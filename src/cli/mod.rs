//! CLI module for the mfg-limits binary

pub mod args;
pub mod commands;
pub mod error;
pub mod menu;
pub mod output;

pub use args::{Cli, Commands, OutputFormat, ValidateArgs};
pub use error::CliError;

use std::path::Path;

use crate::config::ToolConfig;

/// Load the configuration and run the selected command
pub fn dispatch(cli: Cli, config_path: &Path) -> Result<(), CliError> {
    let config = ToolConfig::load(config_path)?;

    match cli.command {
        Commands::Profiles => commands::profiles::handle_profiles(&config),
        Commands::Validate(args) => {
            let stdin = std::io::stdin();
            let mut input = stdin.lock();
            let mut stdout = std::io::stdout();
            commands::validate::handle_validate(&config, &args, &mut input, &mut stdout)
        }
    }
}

+ + +

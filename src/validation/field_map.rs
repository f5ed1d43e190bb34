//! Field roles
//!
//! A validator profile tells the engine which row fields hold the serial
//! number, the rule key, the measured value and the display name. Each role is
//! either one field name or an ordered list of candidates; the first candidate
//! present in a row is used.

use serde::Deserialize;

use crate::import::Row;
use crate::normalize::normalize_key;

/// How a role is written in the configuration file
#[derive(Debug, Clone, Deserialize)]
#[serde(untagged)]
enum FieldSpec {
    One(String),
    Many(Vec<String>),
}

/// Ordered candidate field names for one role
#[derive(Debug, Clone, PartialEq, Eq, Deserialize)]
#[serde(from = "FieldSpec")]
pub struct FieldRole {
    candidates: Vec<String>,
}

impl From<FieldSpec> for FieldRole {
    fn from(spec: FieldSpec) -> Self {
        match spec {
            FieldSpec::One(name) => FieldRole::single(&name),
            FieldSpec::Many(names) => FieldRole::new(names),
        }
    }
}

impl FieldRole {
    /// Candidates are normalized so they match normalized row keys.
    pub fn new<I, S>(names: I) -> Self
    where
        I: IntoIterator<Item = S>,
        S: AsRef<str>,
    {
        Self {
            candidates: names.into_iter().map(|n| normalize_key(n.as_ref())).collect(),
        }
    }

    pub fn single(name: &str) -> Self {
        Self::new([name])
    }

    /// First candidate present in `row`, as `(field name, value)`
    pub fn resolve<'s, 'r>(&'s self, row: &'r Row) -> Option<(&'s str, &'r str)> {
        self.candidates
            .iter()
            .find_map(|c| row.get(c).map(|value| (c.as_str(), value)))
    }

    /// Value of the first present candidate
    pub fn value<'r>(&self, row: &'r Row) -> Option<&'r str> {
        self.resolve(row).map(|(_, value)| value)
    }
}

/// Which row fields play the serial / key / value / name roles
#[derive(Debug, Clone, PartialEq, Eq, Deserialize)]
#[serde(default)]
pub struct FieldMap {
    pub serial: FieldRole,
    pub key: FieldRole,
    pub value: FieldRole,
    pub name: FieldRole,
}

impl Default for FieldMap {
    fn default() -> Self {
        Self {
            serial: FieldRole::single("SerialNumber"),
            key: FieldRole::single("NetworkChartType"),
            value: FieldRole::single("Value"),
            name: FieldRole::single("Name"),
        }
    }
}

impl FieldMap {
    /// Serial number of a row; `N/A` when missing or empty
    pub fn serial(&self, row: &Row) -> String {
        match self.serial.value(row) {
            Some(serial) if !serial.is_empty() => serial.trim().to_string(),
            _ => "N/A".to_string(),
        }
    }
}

+ + +

- Instructions to follow: Looking at the data above, say how many lines include the string "filename" and add nothing.

- Solution for this exercise: 2